Page:Diderot - Œuvres complètes, éd. Assézat, V.djvu/225

Le texte de cette page a été corrigé et est conforme au fac-similé.

C’est lui qui porte le flambeau au fond de la caverne ; c’est lui qui apprend à discerner les motifs subtils et déshonnêtes qui se cachent et se dérobent sous d’autres motifs qui sont honnêtes et qui se hâtent de se montrer les premiers. Il souffle sur le fantôme sublime qui se présente à l’entrée de la caverne ; et le More hideux qu’il masquait s’aperçoit.

C’est lui qui sait faire parler les passions, tantôt avec cette violence qu’elles ont lorsqu’elles ne peuvent plus se contraindre ; tantôt avec ce ton artificieux et modéré qu’elles affectent en d’autres occasions.

C’est lui qui fait tenir aux hommes de tous les états, de toutes les conditions, dans toute la variété des circonstances de la vie, des discours qu’on reconnaît. S’il est au fond de l’âme du personnage qu’il introduit un sentiment secret, écoutez bien, et vous entendrez un ton dissonant qui le décèlera. C’est que Richardson a reconnu que le mensonge ne pouvait jamais ressembler parfaitement à la vérité, parce qu’elle est la vérité, et qu’il est le mensonge.

S’il importe aux hommes d’être persuadés qu’indépendamment de toute considération ultérieure à cette vie, nous n’avons rien de mieux à faire pour être heureux que d’être vertueux, quel service Richardson n’a-t-il pas rendu à l’espèce humaine ? Il n’a point démontré cette vérité ; mais il l’a fait sentir : à chaque ligne il fait préférer le sort de la vertu opprimée au sort du vice triomphant. Qui est-ce qui voudrait être Lovelace avec tous ses avantages ? Qui est-ce qui ne voudrait pas être Clarisse, malgré toutes ses infortunes ?
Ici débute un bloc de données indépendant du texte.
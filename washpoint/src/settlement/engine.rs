//! Settlement Engine
//!
//! Validates a proposed sale, computes the quote and persists the
//! result. The ledger append and the customer balance update run in one
//! SQLite transaction: a failure on either side rolls back both, so the
//! two stores can never disagree about a settlement.

use shared::models::Transaction;
use shared::util;
use sqlx::SqlitePool;

use super::quote::{quote, Selection, REDEMPTION_STEP};
use crate::db::repository::{customer, ledger};
use crate::utils::{AppError, AppResult};

pub struct SettlementEngine {
    pool: SqlitePool,
}

impl SettlementEngine {
    pub fn new(pool: SqlitePool) -> Self {
        Self { pool }
    }

    /// Settle a sale for `customer_id`: validate, compute, persist.
    ///
    /// Rejections (empty selection, bad redemption, unknown customer)
    /// leave every store untouched. On success the returned transaction
    /// is already durable and the customer balance already moved to
    /// `balance − points_to_redeem + points_earned`.
    pub async fn settle(
        &self,
        customer_id: i64,
        selection: &Selection,
        points_to_redeem: i64,
    ) -> AppResult<Transaction> {
        if selection.is_empty() {
            return Err(AppError::validation(
                "checkout requires at least one selected service",
            ));
        }

        let customer = customer::find_by_id(&self.pool, customer_id)
            .await?
            .ok_or_else(|| AppError::not_found(format!("Customer {customer_id} not found")))?;

        // Last line of defense against negative balances: never trust
        // the caller's redemption input.
        validate_redemption(points_to_redeem, customer.points)?;

        let breakdown = quote(customer.membership_tier, selection.items(), points_to_redeem);
        let new_balance = customer.points - points_to_redeem + breakdown.points_earned;

        let txn = Transaction {
            id: util::snowflake_id(),
            customer_id: customer.id,
            customer_name: customer.name.clone(),
            items: selection.items().to_vec(),
            subtotal: breakdown.subtotal,
            discount_amount: breakdown.membership_discount + breakdown.points_discount,
            points_redeemed: points_to_redeem,
            final_amount: breakdown.final_amount,
            created_at: util::now_millis(),
        };

        let mut tx = self.pool.begin().await?;
        ledger::append(&mut tx, &txn).await?;
        customer::set_points(&mut tx, customer.id, new_balance).await?;
        tx.commit().await?;

        tracing::info!(
            transaction_id = txn.id,
            customer_id = customer.id,
            final_amount = txn.final_amount,
            points_redeemed = points_to_redeem,
            points_earned = breakdown.points_earned,
            "settlement completed"
        );

        Ok(txn)
    }
}

fn validate_redemption(points_to_redeem: i64, balance: i64) -> AppResult<()> {
    if points_to_redeem < 0 || points_to_redeem % REDEMPTION_STEP != 0 {
        return Err(AppError::validation(format!(
            "points redemption must be a non-negative multiple of {REDEMPTION_STEP}, got {points_to_redeem}"
        )));
    }
    if points_to_redeem > balance {
        return Err(AppError::business_rule(format!(
            "cannot redeem {points_to_redeem} points, balance is {balance}"
        )));
    }
    Ok(())
}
Souvent j’ai dit en le lisant : Je donnerais volontiers ma vie pour ressembler à celle-ci ; j’aimerais mieux être mort que d’être celui-là.

Si je sais, malgré les intérêts qui peuvent troubler mon jugement, distribuer mon mépris ou mon estime selon la juste mesure de l’impartialité, c’est à Richardson que je le dois. Mes amis, relisez-le, et vous n’exagérerez plus de petites qualités qui vous sont utiles ; vous ne déprimerez plus de grands talents qui vous croisent ou qui vous humilient.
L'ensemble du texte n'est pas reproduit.